Sophrologie et bols tibétains

Respirer, relâcher et retrouver une présence plus attentive à soi

La sophrologie et les bols tibétains proposent deux portes d’entrée différentes vers une même intention : ralentir suffisamment pour revenir au corps, à la respiration et à l’expérience présente.

La sophrologie s’appuie notamment sur la respiration, la détente corporelle, l’attention et la visualisation. Les bols tibétains introduisent une dimension différente, davantage tournée vers l’écoute et les sensations produites par le son.

Au Centre Arc En Ciel, ces pratiques sont proposées avec Corinne, intervenante partenaire, dans le cadre du Parcours Arc En Ciel et de certaines journées thématiques.

Elles ne demandent aucune expérience préalable. Il ne s’agit pas de réussir un exercice ou d’atteindre un état particulier, mais de découvrir différentes façons de porter attention à soi et d’expérimenter ce qui peut favoriser un moment de calme, de recentrage et de présence.

Qu’est-ce que la sophrologie ?

La sophrologie est une pratique qui associe généralement respiration, détente corporelle, mouvements simples, attention et visualisation.

Elle invite à interrompre momentanément le rythme habituel pour observer plus consciemment ce qui se passe dans le corps et dans l’esprit.

Une séance peut ainsi proposer de porter attention à la respiration, de relâcher progressivement certaines tensions, d’observer les sensations corporelles ou encore d’utiliser l’imaginaire à travers une visualisation guidée.

La pratique se veut accessible.

Il n’est pas nécessaire d’avoir déjà médité, pratiqué le yoga ou appris des techniques particulières.

Le point de départ reste simplement votre expérience du moment.

Revenir à la respiration

Nous respirons continuellement sans avoir besoin d’y penser.

Pourtant, notre respiration peut changer avec ce que nous vivons.

Elle peut devenir plus courte lorsque nous sommes tendus.

Plus rapide pendant une période d’agitation.

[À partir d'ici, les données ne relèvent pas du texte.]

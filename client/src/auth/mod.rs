//! 身份提供商（Firebase Identity Toolkit）REST 封装
//!
//! 只负责身份验证本身：注册、邮箱密码登录、第三方登录、资料更新。
//! 登录成功后的会话建立（换取后端 JWT、查角色）由会话层完成。

use std::time::Duration;

use log::{error, info};
use reqwest::Client;
use serde::{Deserialize, Serialize};

use common::config::FirebaseConfig;
use common::{AppError, AppResult};

const IDENTITY_BASE_URL: &str = "https://identitytoolkit.googleapis.com/v1";

/// 第三方登录提供商
#[derive(Debug, Clone, Copy, PartialEq, Eq)]
pub enum IdpProvider {
    Google,
    Github,
}

impl IdpProvider {
    pub fn provider_id(&self) -> &'static str {
        match self {
            IdpProvider::Google => "google.com",
            IdpProvider::Github => "github.com",
        }
    }
}

/// 验证通过的用户身份
#[derive(Debug, Clone)]
pub struct AuthUser {
    pub email: String,
    pub display_name: Option<String>,
    pub photo_url: Option<String>,
    pub id_token: String,
    pub local_id: String,
}

#[derive(Debug, Serialize)]
#[serde(rename_all = "camelCase")]
struct PasswordCredentials<'a> {
    email: &'a str,
    password: &'a str,
    return_secure_token: bool,
}

#[derive(Debug, Serialize)]
#[serde(rename_all = "camelCase")]
struct IdpSignInReq {
    post_body: String,
    request_uri: String,
    return_secure_token: bool,
}

#[derive(Debug, Serialize)]
#[serde(rename_all = "camelCase")]
struct ProfileUpdateReq<'a> {
    id_token: &'a str,
    #[serde(skip_serializing_if = "Option::is_none")]
    display_name: Option<&'a str>,
    #[serde(skip_serializing_if = "Option::is_none")]
    photo_url: Option<&'a str>,
    return_secure_token: bool,
}

#[derive(Debug, Deserialize)]
#[serde(rename_all = "camelCase")]
struct IdentityResp {
    #[serde(default)]
    email: Option<String>,
    #[serde(default)]
    display_name: Option<String>,
    #[serde(default)]
    photo_url: Option<String>,
    id_token: String,
    local_id: String,
}

#[derive(Debug, Deserialize)]
struct IdentityErrorBody {
    error: Option<IdentityErrorDetail>,
}

#[derive(Debug, Deserialize)]
struct IdentityErrorDetail {
    message: Option<String>,
}

/// Firebase 身份服务
#[derive(Clone)]
pub struct FirebaseAuth {
    client: Client,
    api_key: String,
    auth_domain: String,
}

impl FirebaseAuth {
    pub fn new(config: &FirebaseConfig) -> AppResult<Self> {
        let client = Client::builder()
            .timeout(Duration::from_secs(10))
            .build()
            .map_err(|e| AppError::network(format!("HTTP 客户端初始化失败: {}", e)))?;

        Ok(Self {
            client,
            api_key: config.api_key.clone(),
            auth_domain: config.auth_domain.clone(),
        })
    }

    fn endpoint(&self, action: &str) -> String {
        format!("{}/accounts:{}?key={}", IDENTITY_BASE_URL, action, self.api_key)
    }

    /// 邮箱密码注册
    pub async fn sign_up(&self, email: &str, password: &str) -> AppResult<AuthUser> {
        let req = PasswordCredentials { email, password, return_secure_token: true };
        let user = self.call("signUp", &req).await?;
        info!("注册成功: {}", user.email);
        Ok(user)
    }

    /// 邮箱密码登录
    pub async fn sign_in(&self, email: &str, password: &str) -> AppResult<AuthUser> {
        let req = PasswordCredentials { email, password, return_secure_token: true };
        let user = self.call("signInWithPassword", &req).await?;
        info!("登录成功: {}", user.email);
        Ok(user)
    }

    /// 第三方登录（Google / Github），access_token 由提供商侧授权流程取得
    pub async fn sign_in_with_idp(
        &self,
        provider: IdpProvider,
        access_token: &str,
    ) -> AppResult<AuthUser> {
        let req = IdpSignInReq {
            post_body: format!(
                "access_token={}&providerId={}",
                access_token,
                provider.provider_id()
            ),
            request_uri: format!("https://{}", self.auth_domain),
            return_secure_token: true,
        };
        let user = self.call("signInWithIdp", &req).await?;
        info!("第三方登录成功: {} ({})", user.email, provider.provider_id());
        Ok(user)
    }

    /// 更新昵称与头像（注册后立即补资料）
    pub async fn update_profile(
        &self,
        id_token: &str,
        display_name: Option<&str>,
        photo_url: Option<&str>,
    ) -> AppResult<AuthUser> {
        let req = ProfileUpdateReq {
            id_token,
            display_name,
            photo_url,
            return_secure_token: true,
        };
        self.call("update", &req).await
    }

    async fn call<B: Serialize>(&self, action: &str, body: &B) -> AppResult<AuthUser> {
        let resp = self.client.post(self.endpoint(action)).json(body).send().await?;
        let status = resp.status();

        if status.is_success() {
            let parsed = resp
                .json::<IdentityResp>()
                .await
                .map_err(|e| AppError::ParseError(format!("身份响应解析失败: {}", e)))?;
            Ok(AuthUser {
                // signInWithIdp 的邮箱可能缺失，空串会在会话层被拦下
                email: parsed.email.unwrap_or_default(),
                display_name: parsed.display_name,
                photo_url: parsed.photo_url,
                id_token: parsed.id_token,
                local_id: parsed.local_id,
            })
        } else {
            // 身份服务错误体形如 { "error": { "message": "EMAIL_EXISTS" } }
            let message = resp
                .json::<IdentityErrorBody>()
                .await
                .ok()
                .and_then(|b| b.error)
                .and_then(|e| e.message)
                .unwrap_or_else(|| format!("身份验证失败 [{}]", status.as_u16()));
            error!("身份验证失败 [{}]: {}", action, message);
            Err(AppError::auth(message))
        }
    }
}
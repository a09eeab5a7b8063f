use serde_json::Value;

use common::models::req::{NewUser, UserUpdate};
use common::models::User;
use common::AppResult;

use crate::http::ApiClient;

/// 用户接口
#[derive(Clone)]
pub struct UsersApi {
    client: ApiClient,
}

impl UsersApi {
    pub fn new(client: ApiClient) -> Self {
        Self { client }
    }

    /// 全量列表（管理员）
    pub async fn get_all(&self) -> AppResult<Vec<User>> {
        self.client.get("/api/users").await
    }

    /// 按 email 查询（email 是唯一键，路径段需要编码）
    pub async fn get_by_email(&self, email: &str) -> AppResult<User> {
        let path = format!("/api/users/{}", urlencoding::encode(email));
        self.client.get(&path).await
    }

    /// 注册建档
    pub async fn create(&self, user: &NewUser) -> AppResult<Value> {
        self.client.post("/api/users", user).await
    }

    /// 改角色 / 停用 / 恢复（管理员）
    pub async fn update(&self, id: &str, update: &UserUpdate) -> AppResult<Value> {
        self.client.patch(&format!("/api/users/{}", id), update).await
    }
}
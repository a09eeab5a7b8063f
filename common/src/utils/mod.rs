// 工具模块
pub mod emi_util;
pub mod serde_helpers;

Parfois, nous nous rendons même compte que nous retenons momentanément notre souffle lorsque nous sommes très concentrés.

La sophrologie invite à rendre cette respiration plus consciente.

Il ne s’agit pas nécessairement de chercher à la contrôler en permanence, mais de prendre quelques instants pour l’observer puis, selon l’exercice proposé, expérimenter une manière différente de respirer.

Le souffle devient alors un repère auquel il est possible de revenir.

Prendre conscience du corps

Nous pouvons passer une journée entière à utiliser notre corps sans réellement remarquer comment nous nous sentons.

Les épaules se sont peut-être progressivement contractées.

La mâchoire est serrée.

La posture s’est refermée.

Une sensation de fatigue est présente depuis plusieurs heures.

La sophrologie peut proposer différents exercices permettant de rediriger l’attention vers ces sensations.

Cette observation ne consiste pas à chercher un problème derrière chaque tension.

Elle permet simplement de développer davantage de conscience corporelle.

Avant de pouvoir ajuster quelque chose, il faut souvent commencer par le remarquer.

Le relâchement corporel

Certains exercices de sophrologie proposent d’explorer volontairement le contraste entre tension et relâchement.

Une partie du corps peut être brièvement mobilisée avant d’être relâchée.

L’attention peut également parcourir progressivement différentes zones corporelles.

Nous découvrons alors parfois des tensions que nous ne remarquions plus parce qu’elles étaient devenues habituelles.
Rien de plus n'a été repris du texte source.